One of my favorite subscriptions is to a magazine called the Intelligent Optimist (formerly known as Ode)

What I love about this publication is how they connect social context to social consciousness and speak to people who are business leaders as well as overall conscientious human beings in a way that empowers us to take responsibility for change.

I subscribe to their newsletter and received this in an email this morning.  I am inclined to share as I know my readers would appreciate the forward-thinking perspective:

Recently at a remote beach in Mexico I was looking at the most beautiful stars filled night sky. The darkness was perfect and there were more stars than I had ever seen. Looking at the stars always overwhelms me. I know the theory of the Big Bang that tells me that the universe has been expanding ever since that first explosion billions of years ago. I can’t grasp what that means but even if I could, the theory still does not explain where the Big Bang came from. Where did life begin?

Looking at the stars my thought went back to pictures my physician showed me some time ago. He had taken pictures of a drop of my blood under a microscope. I saw that a tiny drop of my blood consists of endless, moving blood cells and other small particles. In fact if you compare the pictures of my blood with my Mexican night sky you see the same. You cannot easily differentiate the two.

The experience must be the same for the particle scientists who are on a seemingly never-ending mission to find the smallest piece of matter. What they see inside the atom looks very similar to what my physician sees in my blood and to what I see in the perfect night sky. There’s no end to the expanding universe; there’s always a smaller particle. Our world, our existence is infinite both ways.

In past centuries, humanity has enthusiastically pursued the discovery of everything that can be seen and touched. The overwhelming question regarding the “why” of our existence–the understanding of consciousness–was shoved aside for the sake of convenience. But that doesn’t mean evolution can escape the question.

Scientists may still have a hard time entering the field of consciousness research. In the mean time many of us have started our personal explorations. We are meditating, practicing mind control techniques and visualization, we participate in shamanistic rituals and much more. We want to understand who we are and that collective search will, I suggest, bring us closer to the answer of that big “why?” question.

Science may still help our discovery. As physicists keep discovering ever-smaller particles, it seems that matter is ultimately dissolving in energy. At the same time, recent brain research shows that our thoughts–the proof of our consciousness–are energy as well. Some pioneering scientists link the two and propose that both matter and thought ultimately come from the same field–the Akashi field, the zero point field.
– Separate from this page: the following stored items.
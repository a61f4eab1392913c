//! Canonical filter and sort model for find and count.

use crate::document::{Document, FIELD_CREATED_AT};
use serde_json::Value;
use std::cmp::Ordering;

/// Comparison operator in a filter.
#[derive(Debug, Clone, Copy, PartialEq, Eq)]
pub enum FilterOp {
    /// Equal.
    Eq,
    /// Greater than.
    Gt,
    /// Less than.
    Lt,
    /// Greater than or equal.
    Gte,
    /// Less than or equal.
    Lte,
    /// Not equal.
    Ne,
    /// Member of a list of values.
    In,
}

impl FilterOp {
    /// Parses an operator name (`eq`, `gt`, `lt`, `gte`, `lte`, `ne`, `in`).
    #[must_use]
    pub fn parse(name: &str) -> Option<Self> {
        match name {
            "eq" => Some(Self::Eq),
            "gt" => Some(Self::Gt),
            "lt" => Some(Self::Lt),
            "gte" => Some(Self::Gte),
            "lte" => Some(Self::Lte),
            "ne" => Some(Self::Ne),
            "in" => Some(Self::In),
            _ => None,
        }
    }

    /// Returns the operator name.
    #[must_use]
    pub const fn as_str(self) -> &'static str {
        match self {
            Self::Eq => "eq",
            Self::Gt => "gt",
            Self::Lt => "lt",
            Self::Gte => "gte",
            Self::Lte => "lte",
            Self::Ne => "ne",
            Self::In => "in",
        }
    }
}

/// One filter condition. Multiple filters are ANDed.
#[derive(Debug, Clone, PartialEq)]
pub struct Filter {
    /// The document field to compare.
    pub field: String,
    /// The comparison operator.
    pub op: FilterOp,
    /// The comparison value. For [`FilterOp::In`] this is an array.
    pub value: Value,
}

impl Filter {
    /// Creates a filter condition.
    #[must_use]
    pub fn new(field: impl Into<String>, op: FilterOp, value: Value) -> Self {
        Self {
            field: field.into(),
            op,
            value,
        }
    }

    /// Creates an equality filter.
    #[must_use]
    pub fn eq(field: impl Into<String>, value: Value) -> Self {
        Self::new(field, FilterOp::Eq, value)
    }

    /// Returns true if the document satisfies this condition.
    ///
    /// A document lacking the field fails every operator except `ne`,
    /// which treats absence as "not equal".
    #[must_use]
    pub fn matches(&self, document: &Document) -> bool {
        let stored = document.get(&self.field);

        match self.op {
            FilterOp::Eq => stored.is_some_and(|v| values_equal(v, &self.value)),
            FilterOp::Ne => !stored.is_some_and(|v| values_equal(v, &self.value)),
            FilterOp::In => match (&self.value, stored) {
                (Value::Array(candidates), Some(v)) => {
                    candidates.iter().any(|c| values_equal(v, c))
                }
                _ => false,
            },
            FilterOp::Gt | FilterOp::Lt | FilterOp::Gte | FilterOp::Lte => {
                let Some(order) = stored.and_then(|v| compare_values(v, &self.value)) else {
                    return false;
                };
                match self.op {
                    FilterOp::Gt => order == Ordering::Greater,
                    FilterOp::Lt => order == Ordering::Less,
                    FilterOp::Gte => order != Ordering::Less,
                    FilterOp::Lte => order != Ordering::Greater,
                    _ => unreachable!(),
                }
            }
        }
    }
}

/// A single-field sort.
#[derive(Debug, Clone, PartialEq, Eq)]
pub struct Sort {
    /// The field to order by.
    pub field: String,
    /// True for descending order.
    pub descending: bool,
}

impl Sort {
    /// Creates an ascending sort on a field.
    #[must_use]
    pub fn ascending(field: impl Into<String>) -> Self {
        Self {
            field: field.into(),
            descending: false,
        }
    }

    /// Creates a descending sort on a field.
    #[must_use]
    pub fn descending(field: impl Into<String>) -> Self {
        Self {
            field: field.into(),
            descending: true,
        }
    }

    /// Parses a sort expression: a field name with an optional `-` prefix
    /// for descending order.
    #[must_use]
    pub fn parse(expr: &str) -> Self {
        match expr.strip_prefix('-') {
            Some(field) => Self::descending(field),
            None => Self::ascending(expr),
        }
    }

    /// The default sort: newest documents first.
    #[must_use]
    pub fn default_newest_first() -> Self {
        Self::descending(FIELD_CREATED_AT)
    }

    /// Compares two documents under this sort.
    ///
    /// Documents lacking the sort field order after documents that have
    /// it, regardless of direction.
    #[must_use]
    pub fn compare(&self, a: &Document, b: &Document) -> Ordering {
        let order = match (a.get(&self.field), b.get(&self.field)) {
            (Some(va), Some(vb)) => compare_values(va, vb).unwrap_or(Ordering::Equal),
            (Some(_), None) => return Ordering::Less,
            (None, Some(_)) => return Ordering::Greater,
            (None, None) => return Ordering::Equal,
        };
        if self.descending {
            order.reverse()
        } else {
            order
        }
    }
}

/// A find request: ANDed filters, one sort, offset pagination.
#[derive(Debug, Clone, Default, PartialEq)]
pub struct Query {
    /// Filter conditions, all of which must hold.
    pub filters: Vec<Filter>,
    /// Sort order. `None` means newest first.
    pub sort: Option<Sort>,
    /// Page size. `None` means the engine default.
    pub limit: Option<usize>,
    /// Number of matching documents to skip.
    pub offset: usize,
}

impl Query {
    /// Creates an empty query matching every document.
    #[must_use]
    pub fn new() -> Self {
        Self::default()
    }

    /// Adds a filter condition.
    #[must_use]
    pub fn filter(mut self, filter: Filter) -> Self {
        self.filters.push(filter);
        self
    }

    /// Sets the sort order.
    #[must_use]
    pub fn sort(mut self, sort: Sort) -> Self {
        self.sort = Some(sort);
        self
    }

    /// Sets the page size.
    #[must_use]
    pub const fn limit(mut self, limit: usize) -> Self {
        self.limit = Some(limit);
        self
    }

    /// Sets the pagination offset.
    #[must_use]
    pub const fn offset(mut self, offset: usize) -> Self {
        self.offset = offset;
        self
    }

    /// Returns true if the document satisfies every filter.
    #[must_use]
    pub fn matches(&self, document: &Document) -> bool {
        self.filters.iter().all(|f| f.matches(document))
    }
}

/// Equality with numeric coercion: `5` and `5.0` are equal.
#[must_use]
pub fn values_equal(a: &Value, b: &Value) -> bool {
    match (a.as_f64(), b.as_f64()) {
        (Some(na), Some(nb)) => na == nb,
        _ => a == b,
    }
}

/// Orders two JSON values when they are comparable.
///
/// Numbers compare numerically across integer and float representations,
/// strings lexicographically, booleans false-before-true. Mixed or
/// non-scalar types are incomparable and return `None`.
#[must_use]
pub fn compare_values(a: &Value, b: &Value) -> Option<Ordering> {
    match (a, b) {
        (Value::Number(_), Value::Number(_)) => a.as_f64()?.partial_cmp(&b.as_f64()?),
        (Value::String(sa), Value::String(sb)) => Some(sa.cmp(sb)),
        (Value::Bool(ba), Value::Bool(bb)) => Some(ba.cmp(bb)),
        _ => None,
    }
}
In this vision, that field links all of us, and all what we do. From that perspective there’s nothing we can do that doesn’t have an impact on all of us and on our environment. That growing realization will surely increase our consciousness. It will drive us to new ways of living and working together. That’s why the exploration of our consciousness is the mission of our lifetime. There’s no other and more sustainable way to the better world we seek. And the good news is that your next meditation practice, your next moment of mindfulness, or your next encounter of compassion will be adding to our joint understanding and discovery. We are on our way to becoming who we truly are.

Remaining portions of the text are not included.